INPUT MATERIAL -
· · · · ·

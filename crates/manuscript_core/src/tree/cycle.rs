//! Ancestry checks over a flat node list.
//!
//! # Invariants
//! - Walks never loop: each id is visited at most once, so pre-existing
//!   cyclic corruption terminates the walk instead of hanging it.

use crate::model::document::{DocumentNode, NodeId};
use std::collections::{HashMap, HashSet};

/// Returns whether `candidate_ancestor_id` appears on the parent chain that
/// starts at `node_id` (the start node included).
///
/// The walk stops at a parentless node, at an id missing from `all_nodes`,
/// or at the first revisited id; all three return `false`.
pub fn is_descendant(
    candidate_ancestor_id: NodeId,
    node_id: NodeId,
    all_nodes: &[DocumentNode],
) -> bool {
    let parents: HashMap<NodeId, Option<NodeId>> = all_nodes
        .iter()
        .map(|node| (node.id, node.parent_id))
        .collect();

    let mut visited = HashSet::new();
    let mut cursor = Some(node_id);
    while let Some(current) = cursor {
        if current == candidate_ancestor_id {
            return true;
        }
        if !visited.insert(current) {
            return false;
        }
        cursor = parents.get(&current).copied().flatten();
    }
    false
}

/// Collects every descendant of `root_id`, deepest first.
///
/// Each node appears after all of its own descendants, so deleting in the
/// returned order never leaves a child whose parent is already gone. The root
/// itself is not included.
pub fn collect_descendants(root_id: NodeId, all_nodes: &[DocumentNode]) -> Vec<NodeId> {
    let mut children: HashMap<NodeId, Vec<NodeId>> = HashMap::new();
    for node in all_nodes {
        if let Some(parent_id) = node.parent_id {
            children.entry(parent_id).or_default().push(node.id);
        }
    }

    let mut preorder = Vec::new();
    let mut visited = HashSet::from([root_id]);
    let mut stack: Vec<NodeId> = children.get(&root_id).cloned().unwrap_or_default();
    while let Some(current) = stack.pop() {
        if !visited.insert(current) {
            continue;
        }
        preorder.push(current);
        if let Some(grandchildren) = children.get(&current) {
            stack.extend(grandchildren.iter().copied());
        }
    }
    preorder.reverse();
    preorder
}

· · · · ·

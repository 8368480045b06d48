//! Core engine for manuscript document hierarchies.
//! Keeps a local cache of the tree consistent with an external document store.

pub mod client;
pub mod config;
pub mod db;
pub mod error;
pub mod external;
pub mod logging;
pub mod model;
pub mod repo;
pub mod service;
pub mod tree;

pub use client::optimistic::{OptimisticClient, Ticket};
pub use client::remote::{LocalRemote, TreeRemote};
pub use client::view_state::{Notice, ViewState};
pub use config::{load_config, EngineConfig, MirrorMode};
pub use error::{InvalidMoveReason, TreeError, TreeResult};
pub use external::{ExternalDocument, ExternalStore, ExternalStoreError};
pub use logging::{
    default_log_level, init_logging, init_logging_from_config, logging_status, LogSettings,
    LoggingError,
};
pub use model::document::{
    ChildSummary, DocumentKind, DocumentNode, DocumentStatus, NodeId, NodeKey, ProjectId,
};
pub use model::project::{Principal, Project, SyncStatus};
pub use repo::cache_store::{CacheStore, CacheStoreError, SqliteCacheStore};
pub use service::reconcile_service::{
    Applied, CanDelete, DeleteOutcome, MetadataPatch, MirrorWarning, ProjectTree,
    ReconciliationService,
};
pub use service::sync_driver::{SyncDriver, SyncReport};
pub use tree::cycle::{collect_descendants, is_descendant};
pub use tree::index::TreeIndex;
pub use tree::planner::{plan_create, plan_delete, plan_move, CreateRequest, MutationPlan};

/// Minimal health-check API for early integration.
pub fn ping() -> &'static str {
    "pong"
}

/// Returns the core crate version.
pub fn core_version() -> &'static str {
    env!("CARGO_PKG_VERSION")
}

· · · · ·

WHAT TO DO - Return each line above where the word "HashSet" shows up.

RESPONSE BELOW -
use std::collections::{HashMap, HashSet};
    let mut visited = HashSet::new();
    let mut visited = HashSet::from([root_id]);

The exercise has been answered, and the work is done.